• **HOW TO COMPLETE THIS TASK**: Every line in the data below that holds "details" should be found and copied.

Records from a data source:
————————

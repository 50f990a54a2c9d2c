use crate::calc::{self, GradeRecord};
use crate::dates::Bimester;
use crate::ipc::error::{err, ok};
use crate::ipc::types::{AppState, Request};
use rusqlite::{Connection, OptionalExtension};
use serde_json::json;
use std::collections::{BTreeMap, HashMap};

struct HandlerErr {
    code: &'static str,
    message: String,
    details: Option<serde_json::Value>,
}

impl HandlerErr {
    fn db(e: impl std::fmt::Display) -> Self {
        HandlerErr {
            code: "db_query_failed",
            message: e.to_string(),
            details: None,
        }
    }

    fn bad(message: impl Into<String>) -> Self {
        HandlerErr {
            code: "bad_params",
            message: message.into(),
            details: None,
        }
    }

    fn response(self, id: &str) -> serde_json::Value {
        err(id, self.code, self.message, self.details)
    }
}

fn get_required_str(params: &serde_json::Value, key: &str) -> Result<String, HandlerErr> {
    params
        .get(key)
        .and_then(|v| v.as_str())
        .map(|s| s.to_string())
        .ok_or_else(|| HandlerErr::bad(format!("missing {}", key)))
}

fn load_student_class(conn: &Connection, student_id: &str) -> Result<String, HandlerErr> {
    let current: Option<String> = conn
        .query_row(
            "SELECT class_id FROM students WHERE id = ?",
            [student_id],
            |r| r.get(0),
        )
        .optional()
        .map_err(HandlerErr::db)?;
    current.ok_or(HandlerErr {
        code: "not_found",
        message: "student not found".to_string(),
        details: None,
    })
}

fn load_class_history(
    conn: &Connection,
    student_id: &str,
) -> Result<HashMap<i32, String>, HandlerErr> {
    let mut stmt = conn
        .prepare("SELECT year, class_id FROM student_class_history WHERE student_id = ?")
        .map_err(HandlerErr::db)?;
    let rows = stmt
        .query_map([student_id], |r| {
            Ok((r.get::<_, i64>(0)? as i32, r.get::<_, String>(1)?))
        })
        .and_then(|it| it.collect::<Result<Vec<_>, _>>())
        .map_err(HandlerErr::db)?;
    Ok(rows.into_iter().collect())
}

fn load_subject_names(conn: &Connection) -> Result<HashMap<String, String>, HandlerErr> {
    let mut stmt = conn
        .prepare("SELECT id, name FROM subjects")
        .map_err(HandlerErr::db)?;
    let rows = stmt
        .query_map([], |r| Ok((r.get::<_, String>(0)?, r.get::<_, String>(1)?)))
        .and_then(|it| it.collect::<Result<Vec<_>, _>>())
        .map_err(HandlerErr::db)?;
    Ok(rows.into_iter().collect())
}

fn load_grade_records(
    conn: &Connection,
    student_id: Option<&str>,
    class_ids: &[String],
) -> Result<Vec<GradeRecord>, HandlerErr> {
    let mut sql = String::from(
        "SELECT id, student_id, class_id, subject_id, bimester,
                partial_score, global_score, participation_score, recovery_score,
                submitted_at, student_name
         FROM grades",
    );
    let mut clauses: Vec<String> = Vec::new();
    let mut binds: Vec<String> = Vec::new();
    if let Some(student_id) = student_id {
        clauses.push("student_id = ?".to_string());
        binds.push(student_id.to_string());
    }
    if !class_ids.is_empty() {
        let placeholders = vec!["?"; class_ids.len()].join(",");
        clauses.push(format!("class_id IN ({})", placeholders));
        binds.extend(class_ids.iter().cloned());
    }
    if !clauses.is_empty() {
        sql.push_str(" WHERE ");
        sql.push_str(&clauses.join(" AND "));
    }
    sql.push_str(" ORDER BY submitted_at");

    let mut stmt = conn.prepare(&sql).map_err(HandlerErr::db)?;
    type Row = (
        String,
        String,
        String,
        String,
        String,
        Option<f64>,
        Option<f64>,
        Option<f64>,
        Option<f64>,
        String,
        Option<String>,
    );
    let rows: Vec<Row> = stmt
        .query_map(rusqlite::params_from_iter(binds.iter()), |r| {
            Ok((
                r.get(0)?,
                r.get(1)?,
                r.get(2)?,
                r.get(3)?,
                r.get(4)?,
                r.get(5)?,
                r.get(6)?,
                r.get(7)?,
                r.get(8)?,
                r.get(9)?,
                r.get(10)?,
            ))
        })
        .and_then(|it| it.collect::<Result<Vec<_>, _>>())
        .map_err(HandlerErr::db)?;

    let mut records = Vec::with_capacity(rows.len());
    for (
        id,
        student_id,
        class_id,
        subject_id,
        bimester_raw,
        partial,
        global,
        participation,
        recovery,
        submitted_raw,
        student_name,
    ) in rows
    {
        let Some(bimester) = Bimester::parse(&bimester_raw) else {
            continue;
        };
        let Some(submitted_at) = calc::parse_timestamp(&submitted_raw) else {
            continue;
        };
        records.push(GradeRecord {
            id,
            student_id,
            class_id,
            subject_id,
            bimester,
            partial,
            global,
            participation,
            recovery,
            submitted_at,
            student_name,
        });
    }
    Ok(records)
}

fn year_param(params: &serde_json::Value) -> Result<i32, HandlerErr> {
    params
        .get("year")
        .and_then(|v| v.as_i64())
        .map(|y| y as i32)
        .ok_or_else(|| HandlerErr::bad("missing year"))
}

// The class is resolved through the per-year history so old report cards
// survive promotion.
fn report_card(conn: &Connection, params: &serde_json::Value) -> Result<serde_json::Value, HandlerErr> {
    let student_id = get_required_str(params, "studentId")?;
    let year = year_param(params)?;

    let current_class = load_student_class(conn, &student_id)?;
    let history = load_class_history(conn, &student_id)?;
    let class_id = calc::resolve_class_for_year(&current_class, &history, year);

    let records = load_grade_records(conn, Some(&student_id), &[class_id.clone()])?;
    let subject_names = load_subject_names(conn)?;

    match calc::report_card(&records, &subject_names) {
        None => Ok(json!({ "classId": class_id, "reportCard": null })),
        Some(card) => Ok(json!({
            "classId": class_id,
            "reportCard": serde_json::to_value(&card).unwrap_or_default()
        })),
    }
}

// Per-subject bimester finals, per-subject averages, and the student's
// overall average (the average of the subject averages).
fn year_summary(conn: &Connection, params: &serde_json::Value) -> Result<serde_json::Value, HandlerErr> {
    let student_id = get_required_str(params, "studentId")?;
    let year = year_param(params)?;

    let current_class = load_student_class(conn, &student_id)?;
    let history = load_class_history(conn, &student_id)?;
    let class_id = calc::resolve_class_for_year(&current_class, &history, year);

    let records = load_grade_records(conn, Some(&student_id), &[class_id.clone()])?;
    let subject_names = load_subject_names(conn)?;

    // Latest submission wins within each (subject, bimester) cell.
    let mut latest: HashMap<(String, Bimester), &GradeRecord> = HashMap::new();
    for rec in &records {
        let key = (rec.subject_id.clone(), rec.bimester);
        match latest.get(&key) {
            Some(cur) if rec.submitted_at <= cur.submitted_at => {}
            _ => {
                latest.insert(key, rec);
            }
        }
    }

    let mut per_subject: BTreeMap<String, [Option<f64>; 4]> = BTreeMap::new();
    for ((subject_id, bimester), rec) in &latest {
        let finals = per_subject.entry(subject_id.clone()).or_insert([None; 4]);
        finals[bimester.index()] = Some(calc::final_grade(rec));
    }

    let mut subjects_json = Vec::new();
    let mut subject_averages: Vec<Option<f64>> = Vec::new();
    for (subject_id, finals) in &per_subject {
        let average = calc::average_across_bimesters(finals);
        subject_averages.push(average);
        subjects_json.push(json!({
            "subjectId": subject_id,
            "name": subject_names
                .get(subject_id)
                .cloned()
                .unwrap_or_else(|| subject_id.clone()),
            "perBimester": finals,
            "average": average
        }));
    }
    let overall = calc::average_across_bimesters(&subject_averages);

    Ok(json!({
        "classId": class_id,
        "subjects": subjects_json,
        "overall": overall
    }))
}

// Dashboard numbers: a class with no records averages 0, not null.
fn class_averages(conn: &Connection, params: &serde_json::Value) -> Result<serde_json::Value, HandlerErr> {
    let Some(raw_ids) = params.get("classIds").and_then(|v| v.as_array()) else {
        return Err(HandlerErr::bad("missing classIds"));
    };
    let mut class_ids: Vec<String> = Vec::new();
    for item in raw_ids {
        let Some(id) = item.as_str() else {
            return Err(HandlerErr::bad("classIds must contain only strings"));
        };
        class_ids.push(id.to_string());
    }
    if class_ids.is_empty() {
        return Err(HandlerErr::bad("classIds must not be empty"));
    }
    let subject_id = params.get("subjectId").and_then(|v| v.as_str());

    let records = load_grade_records(conn, None, &class_ids)?;
    let averages = calc::class_averages(&records, subject_id, &class_ids);

    Ok(json!({
        "classes": serde_json::to_value(&averages).unwrap_or_default()
    }))
}

fn with_conn(
    state: &mut AppState,
    req: &Request,
    f: fn(&Connection, &serde_json::Value) -> Result<serde_json::Value, HandlerErr>,
) -> serde_json::Value {
    let Some(conn) = state.db.as_ref() else {
        return err(&req.id, "no_workspace", "select a workspace first", None);
    };
    match f(conn, &req.params) {
        Ok(result) => ok(&req.id, result),
        Err(error) => error.response(&req.id),
    }
}

pub fn try_handle(state: &mut AppState, req: &Request) -> Option<serde_json::Value> {
    match req.method.as_str() {
        "reports.reportCard" => Some(with_conn(state, req, report_card)),
        "reports.yearSummary" => Some(with_conn(state, req, year_summary)),
        "reports.classAverages" => Some(with_conn(state, req, class_averages)),
        _ => None,
    }
}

————————

• **WORKED SOLUTION**:
    details: Option<serde_json::Value>,
            details: None,
            details: None,
        err(id, self.code, self.message, self.details)
        details: None,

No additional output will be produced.